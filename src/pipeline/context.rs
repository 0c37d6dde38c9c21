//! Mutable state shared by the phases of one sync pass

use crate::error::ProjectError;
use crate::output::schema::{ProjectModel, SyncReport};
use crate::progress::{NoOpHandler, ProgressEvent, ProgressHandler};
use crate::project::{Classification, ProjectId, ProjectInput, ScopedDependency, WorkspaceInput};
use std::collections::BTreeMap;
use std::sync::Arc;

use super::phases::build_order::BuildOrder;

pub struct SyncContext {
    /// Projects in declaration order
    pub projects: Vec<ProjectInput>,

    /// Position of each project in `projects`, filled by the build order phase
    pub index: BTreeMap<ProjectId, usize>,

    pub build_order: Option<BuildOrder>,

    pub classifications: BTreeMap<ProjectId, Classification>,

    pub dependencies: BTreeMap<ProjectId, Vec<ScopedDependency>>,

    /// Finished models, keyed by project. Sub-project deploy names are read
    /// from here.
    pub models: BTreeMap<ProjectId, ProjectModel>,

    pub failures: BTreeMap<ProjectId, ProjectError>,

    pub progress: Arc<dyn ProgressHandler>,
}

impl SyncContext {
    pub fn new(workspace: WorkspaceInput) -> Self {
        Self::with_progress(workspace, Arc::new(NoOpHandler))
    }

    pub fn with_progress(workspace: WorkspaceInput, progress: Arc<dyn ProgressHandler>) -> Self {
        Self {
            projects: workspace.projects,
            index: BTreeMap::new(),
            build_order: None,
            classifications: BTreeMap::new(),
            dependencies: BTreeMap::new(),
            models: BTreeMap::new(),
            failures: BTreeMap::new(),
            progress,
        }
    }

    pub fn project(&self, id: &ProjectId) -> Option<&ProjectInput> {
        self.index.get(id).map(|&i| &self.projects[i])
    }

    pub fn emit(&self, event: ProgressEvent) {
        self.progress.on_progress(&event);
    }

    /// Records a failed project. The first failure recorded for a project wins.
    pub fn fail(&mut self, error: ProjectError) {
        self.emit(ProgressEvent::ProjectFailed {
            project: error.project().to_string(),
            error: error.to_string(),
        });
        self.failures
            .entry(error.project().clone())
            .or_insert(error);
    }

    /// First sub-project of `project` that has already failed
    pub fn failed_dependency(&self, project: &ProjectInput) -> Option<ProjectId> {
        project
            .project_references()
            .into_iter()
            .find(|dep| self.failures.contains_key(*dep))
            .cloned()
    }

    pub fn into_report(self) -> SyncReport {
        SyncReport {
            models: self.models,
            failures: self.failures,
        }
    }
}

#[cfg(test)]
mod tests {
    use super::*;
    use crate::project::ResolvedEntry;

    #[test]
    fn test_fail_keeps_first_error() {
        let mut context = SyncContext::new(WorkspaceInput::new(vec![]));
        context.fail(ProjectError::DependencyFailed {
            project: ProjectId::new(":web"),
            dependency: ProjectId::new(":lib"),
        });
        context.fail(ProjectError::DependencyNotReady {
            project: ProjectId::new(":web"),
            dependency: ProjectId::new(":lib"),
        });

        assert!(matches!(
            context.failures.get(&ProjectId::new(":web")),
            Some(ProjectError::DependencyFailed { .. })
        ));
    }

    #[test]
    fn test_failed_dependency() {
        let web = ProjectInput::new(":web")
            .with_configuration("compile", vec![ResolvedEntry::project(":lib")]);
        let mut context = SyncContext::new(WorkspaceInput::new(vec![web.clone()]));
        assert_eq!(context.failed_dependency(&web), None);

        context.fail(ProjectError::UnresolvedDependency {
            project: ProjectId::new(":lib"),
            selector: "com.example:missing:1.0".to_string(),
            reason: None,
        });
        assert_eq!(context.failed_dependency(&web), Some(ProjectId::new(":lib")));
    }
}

* What is needed: Your task is to retype the complete material exactly as it was given.

* Reply:
filename src/pipeline/context.rs
repository 0c37d6dde38c9c21
//! Mutable state shared by the phases of one sync pass

use crate::error::ProjectError;
use crate::output::schema::{ProjectModel, SyncReport};
use crate::progress::{NoOpHandler, ProgressEvent, ProgressHandler};
use crate::project::{Classification, ProjectId, ProjectInput, ScopedDependency, WorkspaceInput};
use std::collections::BTreeMap;
use std::sync::Arc;

use super::phases::build_order::BuildOrder;

pub struct SyncContext {
    /// Projects in declaration order
    pub projects: Vec<ProjectInput>,

    /// Position of each project in `projects`, filled by the build order phase
    pub index: BTreeMap<ProjectId, usize>,

    pub build_order: Option<BuildOrder>,

    pub classifications: BTreeMap<ProjectId, Classification>,

    pub dependencies: BTreeMap<ProjectId, Vec<ScopedDependency>>,

    /// Finished models, keyed by project. Sub-project deploy names are read
    /// from here.
    pub models: BTreeMap<ProjectId, ProjectModel>,

    pub failures: BTreeMap<ProjectId, ProjectError>,

    pub progress: Arc<dyn ProgressHandler>,
}

impl SyncContext {
    pub fn new(workspace: WorkspaceInput) -> Self {
        Self::with_progress(workspace, Arc::new(NoOpHandler))
    }

    pub fn with_progress(workspace: WorkspaceInput, progress: Arc<dyn ProgressHandler>) -> Self {
        Self {
            projects: workspace.projects,
            index: BTreeMap::new(),
            build_order: None,
            classifications: BTreeMap::new(),
            dependencies: BTreeMap::new(),
            models: BTreeMap::new(),
            failures: BTreeMap::new(),
            progress,
        }
    }

    pub fn project(&self, id: &ProjectId) -> Option<&ProjectInput> {
        self.index.get(id).map(|&i| &self.projects[i])
    }

    pub fn emit(&self, event: ProgressEvent) {
        self.progress.on_progress(&event);
    }

    /// Records a failed project. The first failure recorded for a project wins.
    pub fn fail(&mut self, error: ProjectError) {
        self.emit(ProgressEvent::ProjectFailed {
            project: error.project().to_string(),
            error: error.to_string(),
        });
        self.failures
            .entry(error.project().clone())
            .or_insert(error);
    }

    /// First sub-project of `project` that has already failed
    pub fn failed_dependency(&self, project: &ProjectInput) -> Option<ProjectId> {
        project
            .project_references()
            .into_iter()
            .find(|dep| self.failures.contains_key(*dep))
            .cloned()
    }

    pub fn into_report(self) -> SyncReport {
        SyncReport {
            models: self.models,
            failures: self.failures,
        }
    }
}

#[cfg(test)]
mod tests {
    use super::*;
    use crate::project::ResolvedEntry;

    #[test]
    fn test_fail_keeps_first_error() {
        let mut context = SyncContext::new(WorkspaceInput::new(vec![]));
        context.fail(ProjectError::DependencyFailed {
            project: ProjectId::new(":web"),
            dependency: ProjectId::new(":lib"),
        });
        context.fail(ProjectError::DependencyNotReady {
            project: ProjectId::new(":web"),
            dependency: ProjectId::new(":lib"),
        });

        assert!(matches!(
            context.failures.get(&ProjectId::new(":web")),
            Some(ProjectError::DependencyFailed { .. })
        ));
    }

    #[test]
    fn test_failed_dependency() {
        let web = ProjectInput::new(":web")
            .with_configuration("compile", vec![ResolvedEntry::project(":lib")]);
        let mut context = SyncContext::new(WorkspaceInput::new(vec![web.clone()]));
        assert_eq!(context.failed_dependency(&web), None);

        context.fail(ProjectError::UnresolvedDependency {
            project: ProjectId::new(":lib"),
            selector: "com.example:missing:1.0".to_string(),
            reason: None,
        });
        assert_eq!(context.failed_dependency(&web), Some(ProjectId::new(":lib")));
    }
}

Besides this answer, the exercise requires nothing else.